Data records below:

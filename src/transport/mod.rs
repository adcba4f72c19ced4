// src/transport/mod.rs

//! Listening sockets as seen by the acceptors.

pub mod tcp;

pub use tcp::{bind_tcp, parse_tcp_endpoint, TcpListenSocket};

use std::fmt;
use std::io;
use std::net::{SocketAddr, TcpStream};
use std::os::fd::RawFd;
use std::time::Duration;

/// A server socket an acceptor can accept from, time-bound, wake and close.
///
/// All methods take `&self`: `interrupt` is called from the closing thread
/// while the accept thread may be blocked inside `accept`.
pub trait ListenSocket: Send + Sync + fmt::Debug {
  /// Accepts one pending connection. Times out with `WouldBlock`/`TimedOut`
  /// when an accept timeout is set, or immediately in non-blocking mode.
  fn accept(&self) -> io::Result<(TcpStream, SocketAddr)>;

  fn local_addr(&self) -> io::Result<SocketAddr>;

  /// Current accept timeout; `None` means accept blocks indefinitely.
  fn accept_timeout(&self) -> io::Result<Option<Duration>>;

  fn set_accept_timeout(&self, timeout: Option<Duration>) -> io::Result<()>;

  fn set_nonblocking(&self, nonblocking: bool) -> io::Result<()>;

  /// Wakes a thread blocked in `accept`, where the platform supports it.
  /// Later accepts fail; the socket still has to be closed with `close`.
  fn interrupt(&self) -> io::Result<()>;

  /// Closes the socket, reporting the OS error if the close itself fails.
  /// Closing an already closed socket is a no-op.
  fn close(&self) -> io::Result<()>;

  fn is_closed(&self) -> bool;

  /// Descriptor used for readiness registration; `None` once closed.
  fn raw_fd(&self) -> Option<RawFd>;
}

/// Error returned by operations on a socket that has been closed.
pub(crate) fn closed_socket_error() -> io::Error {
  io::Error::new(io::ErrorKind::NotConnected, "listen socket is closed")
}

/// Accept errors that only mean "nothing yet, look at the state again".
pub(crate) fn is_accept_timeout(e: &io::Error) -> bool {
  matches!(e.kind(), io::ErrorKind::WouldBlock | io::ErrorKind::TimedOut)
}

End of Data records.

Extract exactly the lines between the line containing "fn accept(&self) ->" and the end of the data, including both.

Answer section.
  fn accept(&self) -> io::Result<(TcpStream, SocketAddr)>;

  fn local_addr(&self) -> io::Result<SocketAddr>;

  /// Current accept timeout; `None` means accept blocks indefinitely.
  fn accept_timeout(&self) -> io::Result<Option<Duration>>;

  fn set_accept_timeout(&self, timeout: Option<Duration>) -> io::Result<()>;

  fn set_nonblocking(&self, nonblocking: bool) -> io::Result<()>;

  /// Wakes a thread blocked in `accept`, where the platform supports it.
  /// Later accepts fail; the socket still has to be closed with `close`.
  fn interrupt(&self) -> io::Result<()>;

  /// Closes the socket, reporting the OS error if the close itself fails.
  /// Closing an already closed socket is a no-op.
  fn close(&self) -> io::Result<()>;

  fn is_closed(&self) -> bool;

  /// Descriptor used for readiness registration; `None` once closed.
  fn raw_fd(&self) -> Option<RawFd>;
}

/// Error returned by operations on a socket that has been closed.
pub(crate) fn closed_socket_error() -> io::Error {
  io::Error::new(io::ErrorKind::NotConnected, "listen socket is closed")
}

/// Accept errors that only mean "nothing yet, look at the state again".
pub(crate) fn is_accept_timeout(e: &io::Error) -> bool {
  matches!(e.kind(), io::ErrorKind::WouldBlock | io::ErrorKind::TimedOut)
}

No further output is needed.